This article is directly related to a new customer that hit the HelpDesk this week with a fundamental issue. Their email wasn't working.
The company
Company A, a fairly well established civil engineering company had been using Google for email over the last 6 years, and now received numerous enquiries per day via this route. The company
had social media accounts, albeit fairly amateur that funnelled enquiries to this single gmail address, along with a vast directory of contacts from staff, suppliers and customers.
The Crisis
For some reason they were unable to login to this email account on Monday, receiving the message "Your account is disabled".
There was no option to 'appeal' the disablement, and since this was their only email, they wouldn't have received any email about the disablement.
Google will disable an account for a seemingly unending list of
Account hacking or hijacking
Automatic calls or messages
Breaking product policies
Child sexual abuse & exploitation
Creating a false identity to deceive people
Export or sanctions law violations
Harassment, bullying, & threats
Impersonation & misrepresentation of identity
Malware, phishing & other harmful activities
Non-consensual explicit imagery & sextortion
Sexually explicit content
Spamming
Terrorist content
Unqualified educational institution
Use of multiple accounts for abuse
Valid legal requests
But this is all done automatically, and of course they won't tell you under which item your account was disabled.
The Recovery
As Google are un-contactable in any way, the only option is account recovery, which is not a simple process. The mobile number supplied when the account was opened years ago is no longer in service, and no recovery email was set.
Regardless, we completed the awkward and lengthy recovery process, supplied business IDs and other information it requested and supplied an alternative email address.
The Response
After 3 days a seemingly automated email arrived at the alternative email we supplied during recovery, and guess what?
“unable to verify that you own the account”
Together with a clear statement that this is a final decision. Fantastic.
Moving Forward
The company should of course been using a proper commercial email service and not a free one, but some companies just don't consider this a need, especially smaller businesses.
The risk is of course exactly what we have here, missing out on leads and enquiries with absolutely no options or recourse.
Company A as a general rule would handle about 20 quotes per week, winning about 70% of those and averaging £18k, but here we are on Thursday and this is currently zero, and of course customers, agents, suppliers will all be getting non-delivery reports further damaging the clients reputation.
We set the company up with proper email, their own domain name, and a basic website with contact information, all for the grand cost of £15 a year. We then worked to update their social media, and online directories to use this new address. Now begins the process of trying to
contact all past customers, suppliers, and agents to update them and try and rescue the situation. We were able to extract past customers and suppliers from their accounts system for a bulk email, but existing and past quotes have unfortunately been lost forever.
Conclusion
Just don't use 'free' services for business use, and that includes icloud, outlook, hotmail, gmail, yahoo etc. Because you don't pay for them, you have absolutely no recourse or protection. This includes 'free' domain names, which you will almost never have any rights to.

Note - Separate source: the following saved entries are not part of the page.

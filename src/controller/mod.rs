//! Device controller: a pure reducer behind a single-owner store.
//!
//! ```text
//! Action --> Store --update(state, action)--> (state', [Effect]) --> EffectExecutor
//!   ^                                                                     |
//!   +----------------------- exactly one Action per Effect ---------------+
//! ```

pub mod action;
pub mod effect;
pub mod reducer;
pub mod state;
pub mod store;

pub use action::{Action, AssignmentId, CommandId};
pub use effect::{Effect, EffectKind, WriterSpec};
pub use reducer::update;
pub use state::{DeviceState, PendingReplies};
pub use store::{spawn_store, DispatchOutcome, StoreHandle, StoreMessage};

It's cost this client approximately £18k in the first week and it will take them weeks to recover.
Use commercial domain and email solutions, which are only a nominal charge and use a company based in the UK with a UK staffed HelpDesk. If you have a 'problem', you have someone to call who will sort it out for you, unlike 'free' where you have no one to call or email or contact in any way.
We do of course provide these services, but we are just one of many so shop around and find an email provider that you've spoken to and are happy with because this should be a long term relationship.
8 Votes
Comments (1)
Alan Pearson
· 2025-01-31 10:16 UTC
I had something similar a few years ago. i had an outlook.com account for my business, had it on the van and my cards and one day all my email dissappeared. Then some people called me to say they had received emails with invoices from me which I hadnt sent. Then a day later I couldnt login to the email anymore. no one to call, no one to help, just totally shafted.